Designing Sustainability into Products
Successful manufacturers are designing sustainability and manufacturability into products. For example, AI-driven generative design creates lighter, lower-material products. A manufacturer of absorbent medical products utilized this technique to reduce materials consumption while maintaining product performance. Manufacturers are using digital simulations to evaluate carbon, material usage, and recyclability before a prototype exists, and engineers are testing a multitude of design variations rapidly with AI to build sustainability into products.
AI-Enabled Operational Improvements
As energy is increasingly becoming a precious commodity as evidenced by the escalating prices associated with the Strait of Hormuz, manufacturers are utilizing AI to transform how plants utilize energy. They dynamically optimize energy use with IoT sensors, AI models that adjust loads, and systems that identify inefficiencies. Companies are achieving 10-25% reduction in energy intensity. Predictive quality is another strategy to reduce scrap and rework. AI allows manufacturers to predict defects before they occur, detect anomalies with machine vision in real time, and identify root causes across complex processes. These upgrades are yielding first-pass improvements and reducing waste substantially.
AI-Driven Supply Chain Optimization
AI is enabling end-to-end supply chain optimization. For example, manufacturers are optimizing network designs to transport fewer miles, improving costs and reducing emissions.
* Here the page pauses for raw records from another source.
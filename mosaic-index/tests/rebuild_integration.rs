//! Integration tests for mosaic index rebuilds.
//!
//! These tests drive the full rebuild pipeline against scratch directories:
//! - footprint dataset and descriptor contents
//! - empty mosaics and mosaics without a CRS
//! - time-indexed mosaics
//! - repeated rebuilds
//! - directory discovery feeding a rebuild
//!
//! Run with: `cargo test --test rebuild_integration`

use std::fs;
use std::path::Path;

use chrono::{NaiveDate, TimeZone, Utc};
use tempfile::TempDir;

use mosaic_index::config::IndexConfig;
use mosaic_index::geo::{Crs, Envelope};
use mosaic_index::granule::{Granule, PixelSize};
use mosaic_index::index::{
    IndexError, MosaicDescriptor, MosaicIndex, RebuildOutcome, RebuildStep,
};
use mosaic_index::mosaic::{DirectoryMosaic, DiscoveryOptions, InMemoryMosaic, TimeMode};
use mosaic_index::shapefile::read_dataset;

// ============================================================================
// Helper Functions
// ============================================================================

/// A 100x100 pixel EPSG:4326 granule covering `env`.
fn tile(dir: &Path, name: &str, env: (f64, f64, f64, f64)) -> Granule {
    Granule::new(dir.join(name))
        .with_envelope(Envelope::new(env.0, env.1, env.2, env.3))
        .with_crs(Crs::epsg(4326))
        .with_pixel_size(PixelSize::new(100, 100))
}

/// The three-tile L-shaped mosaic used by several tests.
fn three_tiles(dir: &Path) -> Vec<Granule> {
    vec![
        tile(dir, "a.tif", (0.0, 0.0, 1.0, 1.0)),
        tile(dir, "b.tif", (1.0, 0.0, 2.0, 1.0)),
        tile(dir, "c.tif", (0.0, 1.0, 1.0, 2.0)),
    ]
}

fn rebuild(mosaic: &InMemoryMosaic) -> RebuildOutcome {
    MosaicIndex::new(mosaic, IndexConfig::default())
        .rebuild()
        .expect("rebuild should succeed")
}

fn file_names(dir: &Path) -> Vec<String> {
    let mut names: Vec<String> = fs::read_dir(dir)
        .unwrap()
        .map(|e| e.unwrap().file_name().to_string_lossy().into_owned())
        .collect();
    names.sort();
    names
}

// ============================================================================
// Integration Tests
// ============================================================================

/// Three adjacent tiles produce an aggregate envelope covering all of them.
#[test]
fn test_three_tiles_written() {
    let temp = TempDir::new().unwrap();
    let mosaic = InMemoryMosaic::new("ortho", temp.path()).with_granules(three_tiles(temp.path()));

    let RebuildOutcome::Written(summary) = rebuild(&mosaic) else {
        panic!("expected a written index");
    };
    assert_eq!(summary.record_count, 3);
    assert_eq!(summary.envelope, Envelope::new(0.0, 0.0, 2.0, 2.0));

    let dataset = read_dataset(temp.path(), "ortho").unwrap();
    assert_eq!(dataset.shape_type, 5);
    assert_eq!(dataset.bbox, Envelope::new(0.0, 0.0, 2.0, 2.0));
    assert!(!dataset.has_attribute("time"));
    let locations: Vec<_> = dataset.records.iter().map(|r| r.location.as_str()).collect();
    assert_eq!(locations, vec!["a.tif", "b.tif", "c.tif"]);
    assert_eq!(
        dataset.records[1].geometry,
        Some(Envelope::new(1.0, 0.0, 2.0, 1.0))
    );
    assert!(dataset
        .projection
        .as_deref()
        .is_some_and(|wkt| wkt.contains("WGS")));

    let descriptor = fs::read_to_string(temp.path().join("ortho.properties")).unwrap();
    assert!(descriptor.contains("Name=ortho"));
    assert!(descriptor.contains("Levels=0.010000,0.010000"));
    assert!(descriptor.contains("LevelsNum=1"));
    assert!(descriptor.contains("LocationAttribute=location"));
    assert!(!descriptor.contains("TimeAttribute"));
}

/// An empty mosaic succeeds, writes nothing and leaves no stale artifacts.
#[test]
fn test_empty_mosaic_is_skipped() {
    let temp = TempDir::new().unwrap();
    fs::write(temp.path().join("ortho.shp"), b"stale").unwrap();
    fs::write(temp.path().join("ortho.properties"), b"stale").unwrap();
    fs::write(temp.path().join("readme.txt"), b"keep").unwrap();

    let mosaic = InMemoryMosaic::new("ortho", temp.path());
    assert_eq!(rebuild(&mosaic), RebuildOutcome::Skipped);
    assert_eq!(file_names(temp.path()), vec!["readme.txt"]);
}

/// Without any CRS the rebuild fails in the build step and writes nothing.
#[test]
fn test_missing_crs_fails() {
    let temp = TempDir::new().unwrap();
    let mosaic = InMemoryMosaic::new("ortho", temp.path()).with_granules(vec![
        Granule::new(temp.path().join("a.tif"))
            .with_envelope(Envelope::new(0.0, 0.0, 1.0, 1.0))
            .with_pixel_size(PixelSize::new(10, 10)),
        Granule::new(temp.path().join("b.tif")).with_crs(Crs::epsg(4326)),
    ]);

    let err = MosaicIndex::new(&mosaic, IndexConfig::default())
        .rebuild()
        .unwrap_err();
    assert_eq!(err.mosaic, "ortho");
    assert_eq!(err.step, RebuildStep::Build);
    assert!(matches!(err.cause, IndexError::MissingCrs { granules: 2 }));
    assert!(file_names(temp.path()).is_empty());
}

/// A timestamp mosaic keeps granules without a timestamp as null times.
#[test]
fn test_timestamp_mode_with_missing_time() {
    let temp = TempDir::new().unwrap();
    let mosaic = InMemoryMosaic::new("scenes", temp.path())
        .with_time_mode(TimeMode::Timestamp)
        .with_granules(vec![
            tile(temp.path(), "a.tif", (0.0, 0.0, 1.0, 1.0))
                .with_timestamp(Utc.with_ymd_and_hms(2023, 6, 1, 12, 0, 0).unwrap()),
            tile(temp.path(), "b.tif", (1.0, 0.0, 2.0, 1.0)),
        ]);

    let RebuildOutcome::Written(summary) = rebuild(&mosaic) else {
        panic!("expected a written index");
    };
    assert!(summary.time_enabled);

    let dataset = read_dataset(temp.path(), "scenes").unwrap();
    assert!(dataset.has_attribute("time"));
    assert_eq!(dataset.records[0].time, NaiveDate::from_ymd_opt(2023, 6, 1));
    assert_eq!(dataset.records[1].time, None);

    let descriptor = MosaicDescriptor::load(&summary.descriptor_path).unwrap();
    assert_eq!(descriptor.time_attribute.as_deref(), Some("time"));
}

/// Null envelopes become null shapes unless configured to be skipped.
#[test]
fn test_null_envelope_records() {
    let temp = TempDir::new().unwrap();
    let granules = vec![
        tile(temp.path(), "a.tif", (0.0, 0.0, 1.0, 1.0)),
        Granule::new(temp.path().join("b.tif")).with_crs(Crs::epsg(4326)),
    ];

    let kept = InMemoryMosaic::new("kept", temp.path()).with_granules(granules.clone());
    rebuild(&kept);
    let dataset = read_dataset(temp.path(), "kept").unwrap();
    assert_eq!(dataset.records.len(), 2);
    assert_eq!(dataset.records[1].geometry, None);
    assert_eq!(dataset.records[1].location, "b.tif");

    let skipped = InMemoryMosaic::new("skipped", temp.path()).with_granules(granules);
    MosaicIndex::new(
        &skipped,
        IndexConfig::default().with_skip_null_envelopes(true),
    )
    .rebuild()
    .unwrap();
    let dataset = read_dataset(temp.path(), "skipped").unwrap();
    assert_eq!(dataset.records.len(), 1);
}

/// Rebuilding an unchanged mosaic reproduces the same artifacts.
#[test]
fn test_rebuild_is_idempotent() {
    let temp = TempDir::new().unwrap();
    let mosaic = InMemoryMosaic::new("ortho", temp.path()).with_granules(three_tiles(temp.path()));

    rebuild(&mosaic);
    let descriptor = fs::read(temp.path().join("ortho.properties")).unwrap();
    let shp = fs::read(temp.path().join("ortho.shp")).unwrap();
    let records = read_dataset(temp.path(), "ortho").unwrap().records;

    fs::write(temp.path().join("sample_image"), b"reader cache").unwrap();
    let RebuildOutcome::Written(summary) = rebuild(&mosaic) else {
        panic!("expected a written index");
    };
    assert!(!summary.removed.is_empty());
    assert_eq!(
        fs::read(temp.path().join("ortho.properties")).unwrap(),
        descriptor
    );
    assert_eq!(fs::read(temp.path().join("ortho.shp")).unwrap(), shp);
    assert_eq!(read_dataset(temp.path(), "ortho").unwrap().records, records);
    assert!(!temp.path().join("sample_image").exists());
}

/// Resolution depends only on the reference granule.
#[test]
fn test_resolution_from_reference_only() {
    let temp = TempDir::new().unwrap();
    let reference = tile(temp.path(), "ref.tif", (0.0, 0.0, 2.0, 1.0));

    let small = InMemoryMosaic::new("small", temp.path()).with_granule(reference.clone());
    let large = InMemoryMosaic::new("large", temp.path()).with_granules(vec![
        reference,
        Granule::new(temp.path().join("big.tif"))
            .with_envelope(Envelope::new(-50.0, -50.0, 50.0, 50.0))
            .with_crs(Crs::epsg(4326))
            .with_pixel_size(PixelSize::new(10, 10)),
    ]);
    rebuild(&small);
    rebuild(&large);

    let small = MosaicDescriptor::load(&temp.path().join("small.properties")).unwrap();
    let large = MosaicDescriptor::load(&temp.path().join("large.properties")).unwrap();
    assert_eq!(small.levels_value(), "0.020000,0.010000");
    assert_eq!(large.levels_value(), small.levels_value());
}

/// Granules discovered from a directory flow through to the written index.
#[test]
fn test_directory_mosaic_end_to_end() {
    let temp = TempDir::new().unwrap();
    let dir = temp.path().join("coast");
    fs::create_dir(&dir).unwrap();

    for (name, x) in [("tile_20240101.png", 0.0), ("tile_20240102.png", 1.0)] {
        image::RgbImage::new(4, 4).save(dir.join(name)).unwrap();
        let world = format!("0.25\n0\n0\n-0.25\n{}\n0.875\n", x + 0.125);
        fs::write(dir.join(name.replace(".png", ".pgw")), world).unwrap();
    }

    let options = DiscoveryOptions::default()
        .with_time_mode(TimeMode::Timestamp)
        .with_default_crs(Crs::epsg(4326))
        .with_timestamp_parser(Default::default());
    let mosaic = DirectoryMosaic::open(&dir, &options).unwrap();

    let RebuildOutcome::Written(summary) = MosaicIndex::new(&mosaic, IndexConfig::default())
        .rebuild()
        .unwrap()
    else {
        panic!("expected a written index");
    };
    assert_eq!(summary.record_count, 2);
    assert_eq!(summary.envelope, Envelope::new(0.0, 0.0, 2.0, 1.0));
    assert_eq!(summary.resolution, (0.25, 0.25));
    assert!(dir.join("coast.shp").is_file());

    let dataset = read_dataset(&dir, "coast").unwrap();
    assert_eq!(dataset.records[0].location, "tile_20240101.png");
    assert_eq!(dataset.records[1].time, NaiveDate::from_ymd_opt(2024, 1, 2));

    // The written artifacts are never mistaken for granules
    let reopened = DirectoryMosaic::open(&dir, &options).unwrap();
    assert_eq!(reopened.len(), 2);
}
AI is fundamentally changing transportation routing from a static, plan-once activity into a dynamic, continuously optimized system with advanced transportation management systems (TMS). Instead of relying on fixed routes and manual planning, companies are using AI to evaluate thousands of variables in real time — balancing cost, service, and sustainability simultaneously.
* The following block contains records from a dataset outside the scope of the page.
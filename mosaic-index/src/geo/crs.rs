//! Coordinate reference system identifiers.
//!
//! Granules carry their CRS as an opaque identifier: either an authority code
//! such as `EPSG:4326` or a raw WKT definition read from a `.prj` sidecar.
//! No reprojection happens anywhere in this crate; the identifier only needs
//! to be compared, displayed, and written out as WKT for the footprint
//! dataset's `.prj` component.

use std::fmt;
use std::sync::OnceLock;

use regex::Regex;

/// WKT root keywords recognized when an identifier holds a full definition.
const WKT_ROOTS: &[&str] = &[
    "GEOGCS", "PROJCS", "GEOCCS", "COMPD_CS", "GEOGCRS", "PROJCRS", "GEODCRS", "COMPOUNDCRS",
];

/// A coordinate reference system identifier.
///
/// # Example
///
/// ```
/// use mosaic_index::geo::Crs;
///
/// let crs = Crs::new("epsg:4326");
/// assert_eq!(crs.epsg_code(), Some(4326));
/// assert_eq!(crs.identifier(), "EPSG:4326");
/// ```
#[derive(Debug, Clone, PartialEq, Eq, Hash)]
pub struct Crs {
    identifier: String,
}

impl Crs {
    /// Create a CRS from an identifier.
    ///
    /// Authority codes are canonicalized to `EPSG:<code>`; anything else is
    /// kept verbatim (trimmed).
    pub fn new(identifier: impl Into<String>) -> Self {
        let identifier = identifier.into();
        let trimmed = identifier.trim();
        match parse_epsg_identifier(trimmed) {
            Some(code) => Self::epsg(code),
            None => Self {
                identifier: trimmed.to_string(),
            },
        }
    }

    /// Create a CRS from an EPSG code.
    pub fn epsg(code: u16) -> Self {
        Self {
            identifier: format!("EPSG:{}", code),
        }
    }

    /// Create a CRS from a WKT definition.
    ///
    /// When the outermost node carries an EPSG authority the CRS collapses to
    /// that code; otherwise the WKT text itself becomes the identifier.
    /// Returns `None` for blank input.
    pub fn from_wkt(wkt: &str) -> Option<Self> {
        let wkt = wkt.trim();
        if wkt.is_empty() {
            return None;
        }

        match outermost_epsg_authority(wkt) {
            Some(code) => Some(Self::epsg(code)),
            None => Some(Self {
                identifier: wkt.to_string(),
            }),
        }
    }

    /// The identifier as given (canonicalized for EPSG codes).
    pub fn identifier(&self) -> &str {
        &self.identifier
    }

    /// EPSG code, if this CRS is identified by one.
    pub fn epsg_code(&self) -> Option<u16> {
        parse_epsg_identifier(&self.identifier)
    }

    /// Whether the identifier is itself a WKT definition.
    pub fn is_wkt(&self) -> bool {
        let upper = self.identifier.to_ascii_uppercase();
        WKT_ROOTS
            .iter()
            .any(|root| upper.starts_with(root) && upper[root.len()..].trim_start().starts_with('['))
    }

    /// WKT definition suitable for a `.prj` file.
    ///
    /// EPSG codes are resolved through the bundled `crs-definitions`
    /// database. Returns `None` when the code is unknown or the identifier is
    /// neither a code nor WKT.
    pub fn to_wkt(&self) -> Option<String> {
        if let Some(code) = self.epsg_code() {
            return crs_definitions::from_code(code).map(|def| def.wkt.to_string());
        }
        if self.is_wkt() {
            return Some(self.identifier.clone());
        }
        None
    }
}

impl fmt::Display for Crs {
    fn fmt(&self, f: &mut fmt::Formatter<'_>) -> fmt::Result {
        if self.is_wkt() {
            // Full WKT is unreadable in log lines; show the root node name.
            let head: String = self.identifier.chars().take_while(|c| *c != ',').collect();
            write!(f, "{}]", head)
        } else {
            f.write_str(&self.identifier)
        }
    }
}

/// Parse `EPSG:4326`, `epsg:4326` or `urn:ogc:def:crs:EPSG::4326`.
fn parse_epsg_identifier(identifier: &str) -> Option<u16> {
    let upper = identifier.to_ascii_uppercase();
    let code = if let Some(rest) = upper.strip_prefix("EPSG:") {
        rest
    } else if let Some(rest) = upper.strip_prefix("URN:OGC:DEF:CRS:EPSG:") {
        // Version segment is optional: EPSG::4326 or EPSG:9.6:4326
        rest.rsplit(':').next().unwrap_or(rest)
    } else {
        return None;
    };
    code.trim().parse().ok()
}

fn authority_pattern() -> &'static Regex {
    static PATTERN: OnceLock<Regex> = OnceLock::new();
    PATTERN.get_or_init(|| {
        // AUTHORITY["EPSG","4326"] (WKT1) or ID["EPSG",4326] (WKT2)
        Regex::new(r#"(?i)(?:AUTHORITY|ID)\[\s*"EPSG"\s*,\s*"?(\d+)"?\s*\]"#)
            .expect("authority pattern is valid")
    })
}

/// The root node's authority is written last, so the final match wins.
fn outermost_epsg_authority(wkt: &str) -> Option<u16> {
    let captures = authority_pattern().captures_iter(wkt).last()?;
    let code = captures.get(1)?.as_str();

    // Nested authorities (datum, spheroid, unit) also match; only accept the
    // last one if it closes the root node.
    let end = captures.get(0)?.end();
    let tail = wkt[end..].trim();
    if tail == "]" {
        code.parse().ok()
    } else {
        None
    }
}
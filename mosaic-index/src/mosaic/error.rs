//! Errors raised while opening or scanning a mosaic.

use std::io;
use std::path::PathBuf;

use thiserror::Error;

/// Errors that can occur while discovering a mosaic's granules.
#[derive(Debug, Error)]
pub enum MosaicError {
    /// The mosaic directory does not exist or is not a directory.
    #[error("mosaic directory not found: {}", .0.display())]
    DirectoryNotFound(PathBuf),

    /// The mosaic name cannot be used as an artifact base name.
    #[error("invalid mosaic name '{0}': must be non-empty and contain no path separators")]
    InvalidName(String),

    /// Unknown time mode string.
    #[error("invalid time mode '{0}': expected none, timestamp or range")]
    InvalidTimeMode(String),

    /// A world file could not be parsed.
    #[error("invalid world file {}: {reason}", path.display())]
    InvalidWorldFile { path: PathBuf, reason: String },

    /// The timestamp pattern is not a valid regular expression.
    #[error("invalid timestamp pattern: {0}")]
    InvalidTimestampPattern(#[from] regex::Error),

    /// The directory could not be scanned.
    #[error("invalid granule search pattern: {0}")]
    Glob(#[from] glob::PatternError),

    /// Failed to read a file or directory.
    #[error("failed to read {}: {source}", path.display())]
    Io {
        path: PathBuf,
        #[source]
        source: io::Error,
    },
}
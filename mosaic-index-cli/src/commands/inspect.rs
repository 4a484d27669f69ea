//! `inspect` command: print a mosaic's descriptor and footprints.

use mosaic_index::config::ConfigFile;
use mosaic_index::index::{MosaicDescriptor, DESCRIPTOR_EXTENSION};
use mosaic_index::shapefile::{read_dataset, StoredDataset};

use super::common::{resolve_name, MosaicArgs};
use crate::error::CliError;

/// Run the inspect command.
pub fn run(args: MosaicArgs, config: ConfigFile) -> Result<(), CliError> {
    let name = resolve_name(&args, &config)?;
    let descriptor_path = args
        .dir
        .join(format!("{}.{}", name, DESCRIPTOR_EXTENSION));

    let descriptor = MosaicDescriptor::load(&descriptor_path)?;
    let dataset = read_dataset(&args.dir, &name)?;

    print_descriptor(&descriptor);
    println!();
    print_dataset(&dataset);
    Ok(())
}

fn print_descriptor(descriptor: &MosaicDescriptor) {
    println!("Mosaic:      {}", descriptor.name);
    println!(
        "Levels:      {} ({} level{})",
        descriptor.levels_value(),
        descriptor.level_count,
        if descriptor.level_count == 1 { "" } else { "s" }
    );
    println!("Location:    {}", descriptor.location_attribute);
    println!(
        "Time:        {}",
        descriptor.time_attribute.as_deref().unwrap_or("(not indexed)")
    );
}

fn print_dataset(dataset: &StoredDataset) {
    println!("Footprints:  {}", dataset.records.len());
    println!("Envelope:    {}", dataset.bbox);
    if let Some(projection) = &dataset.projection {
        let summary: String = projection.chars().take(60).collect();
        let ellipsis = if projection.chars().count() > 60 { "..." } else { "" };
        println!("Projection:  {}{}", summary, ellipsis);
    }
    println!();

    for (i, record) in dataset.records.iter().enumerate() {
        let geometry = record
            .geometry
            .map(|e| e.to_string())
            .unwrap_or_else(|| "(no geometry)".to_string());
        let time = record
            .time
            .map(|t| t.format("%Y-%m-%d").to_string())
            .unwrap_or_default();
        println!("{:>5}  {:<32} {} {}", i + 1, record.location, geometry, time);
    }
}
Similarly, instead of reacting to demand variability with excess stock, AI enables companies to predict, position, and adjust inventory dynamically across the network. AI-driven demand forecasting reduces overproduction and excess stock, AI-powered planning dynamically optimizes safety stock levels, and AI-enabled multi-echelon inventory optimization balances lead times, transportation costs, service levels, and emissions across the network. Additionally, AI-driven models power supply chain visibility and advanced planning systems (APS) to dynamically optimize supply chain networks as disruptions occur. For example, when Houthi rebels attacked ships in the Suez Canal, causing ships to divert around the southern tip of Africa, APS systems dynamically re-routed ships, changed sourcing strategies, and reallocated production to service customers while minimizing cost and environmental impacts.
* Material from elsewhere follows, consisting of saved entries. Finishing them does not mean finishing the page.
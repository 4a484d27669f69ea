//! Rebuild orchestration.
//!
//! A rebuild runs the steps in order: validate the mosaic name, clean stale
//! artifacts, build the footprint index, persist it, then write the
//! descriptor. The first fatal error aborts the remaining steps. Nothing is
//! rolled back, but every step overwrites what it produces, so a failed
//! rebuild is repaired by running it again.

use std::path::PathBuf;

use tracing::{debug, info, warn};

use super::builder::{FootprintIndex, FootprintIndexBuilder};
use super::cleaner::{self, DESCRIPTOR_EXTENSION};
use super::descriptor::MosaicDescriptor;
use super::error::{BuildError, IndexError, RebuildError, RebuildStep};
use crate::config::IndexConfig;
use crate::geo::Envelope;
use crate::mosaic::{validate_name, Mosaic};
use crate::shapefile::FootprintWriter;

/// What a successful rebuild did.
#[derive(Debug, Clone, PartialEq)]
pub enum RebuildOutcome {
    /// The mosaic has no granules; artifacts were cleaned and nothing written.
    Skipped,
    /// The index was written.
    Written(IndexSummary),
}

/// Summary of a written index.
#[derive(Debug, Clone, PartialEq)]
pub struct IndexSummary {
    pub record_count: u32,
    /// Aggregate envelope of all footprints.
    pub envelope: Envelope,
    /// Resolution written to the descriptor, `(x, y)`.
    pub resolution: (f64, f64),
    pub time_enabled: bool,
    pub footprint_path: PathBuf,
    pub descriptor_path: PathBuf,
    /// Stale artifacts removed before writing.
    pub removed: Vec<PathBuf>,
}

/// Index maintenance for one mosaic.
///
/// # Example
///
/// ```no_run
/// use mosaic_index::config::IndexConfig;
/// use mosaic_index::index::{MosaicIndex, RebuildOutcome};
/// use mosaic_index::mosaic::{DirectoryMosaic, DiscoveryOptions};
///
/// let mosaic = DirectoryMosaic::open("/data/ortho", &DiscoveryOptions::default())?;
/// match MosaicIndex::new(&mosaic, IndexConfig::default()).rebuild()? {
///     RebuildOutcome::Written(summary) => println!("{} footprints", summary.record_count),
///     RebuildOutcome::Skipped => println!("empty mosaic"),
/// }
/// # Ok::<(), Box<dyn std::error::Error>>(())
/// ```
pub struct MosaicIndex<'a> {
    mosaic: &'a dyn Mosaic,
    config: IndexConfig,
}

impl<'a> MosaicIndex<'a> {
    pub fn new(mosaic: &'a dyn Mosaic, config: IndexConfig) -> Self {
        Self { mosaic, config }
    }

    /// Path of the `.shp` footprint component.
    pub fn footprint_path(&self) -> PathBuf {
        self.artifact_path("shp")
    }

    /// Path of the descriptor.
    pub fn descriptor_path(&self) -> PathBuf {
        self.artifact_path(DESCRIPTOR_EXTENSION)
    }

    fn artifact_path(&self, ext: &str) -> PathBuf {
        self.mosaic
            .root_dir()
            .join(format!("{}.{}", self.mosaic.name(), ext))
    }

    /// Remove stale artifacts without rebuilding.
    pub fn clean(&self) -> Result<Vec<PathBuf>, RebuildError> {
        let name = self.mosaic.name();
        validate_name(name).map_err(|e| RebuildError::new(name, RebuildStep::Validate, e))?;
        cleaner::clean(self.mosaic).map_err(|e| RebuildError::new(name, RebuildStep::Clean, e))
    }

    /// Regenerate the footprint dataset and descriptor from scratch.
    pub fn rebuild(&self) -> Result<RebuildOutcome, RebuildError> {
        let name = self.mosaic.name();
        let fail =
            |step: RebuildStep| move |cause: IndexError| RebuildError::new(name, step, cause);
        info!(
            mosaic = name,
            dir = %self.mosaic.root_dir().display(),
            time_mode = %self.mosaic.time_mode(),
            "Rebuilding mosaic index"
        );

        let removed = self.clean()?;
        debug!(mosaic = name, removed = removed.len(), "Cleaned stale artifacts");

        let index = match FootprintIndexBuilder::new(self.config.clone()).build(self.mosaic) {
            Ok(index) => index,
            Err(BuildError::NoGranules) => {
                warn!(mosaic = name, "No granules found, index not written");
                return Ok(RebuildOutcome::Skipped);
            }
            Err(BuildError::MissingCrs { granules }) => {
                return Err(fail(RebuildStep::Build)(IndexError::MissingCrs { granules }));
            }
        };

        let descriptor = descriptor_for(&index).map_err(fail(RebuildStep::Build))?;

        let record_count = self
            .write_footprints(&index)
            .map_err(fail(RebuildStep::Footprints))?;

        let descriptor_path = self.descriptor_path();
        descriptor
            .write_to(&descriptor_path)
            .map_err(|e| fail(RebuildStep::Descriptor)(e.into()))?;

        let summary = IndexSummary {
            record_count,
            envelope: index.envelope,
            resolution: (descriptor.resolution_x, descriptor.resolution_y),
            time_enabled: index.schema.has_time(),
            footprint_path: self.footprint_path(),
            descriptor_path,
            removed,
        };
        info!(
            mosaic = name,
            records = summary.record_count,
            envelope = %summary.envelope,
            levels = %descriptor.levels_value(),
            "Mosaic index written"
        );

        Ok(RebuildOutcome::Written(summary))
    }

    fn write_footprints(&self, index: &FootprintIndex) -> Result<u32, IndexError> {
        let mut writer = FootprintWriter::create(
            self.mosaic.root_dir(),
            &index.schema,
            self.config.write_codepage,
        )?;
        for record in &index.records {
            writer.write_record(record)?;
        }
        let summary = writer.finish(&index.envelope)?;
        Ok(summary.record_count)
    }
}

fn descriptor_for(index: &FootprintIndex) -> Result<MosaicDescriptor, IndexError> {
    let reference = &index.reference;
    reference
        .pixel_size
        .and_then(|pixel_size| {
            MosaicDescriptor::from_reference(
                index.schema.name(),
                &reference.envelope,
                pixel_size,
                index.schema.has_time(),
            )
        })
        .ok_or_else(|| IndexError::MissingPixelGeometry {
            location: reference.location.clone(),
        })
}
Medical Products Manufacturer Optimized Supply Chain Network
A medical products manufacturer partnered with its key customer to take over planning for just-in-time shipments to their distribution centers to support customer needs at the lowest cost and environmental footprint. Utilizing an AI-powered sales forecasting and replenishment system, the manufacturer was able to improve service levels to its key customer while reducing inventory levels, optimizing freight costs, and reducing the carbon footprint.
The Bottom Line
The bottom line is clear: sustainability and profitability are no longer competing priorities. Instead, they are converging through AI and digitization. Smart manufacturers are embedding AI into the core of how they design products, plan operations, and manage supply chains. By leveraging AI to eliminate waste before it occurs, optimize resources in real time, and align decisions across the enterprise, companies can simultaneously improve service, reduce costs, and strengthen their environmental impact. AI is powering the future of manufacturing where smart supply chains and smarter decisions drive better outcomes across the triple bottom line.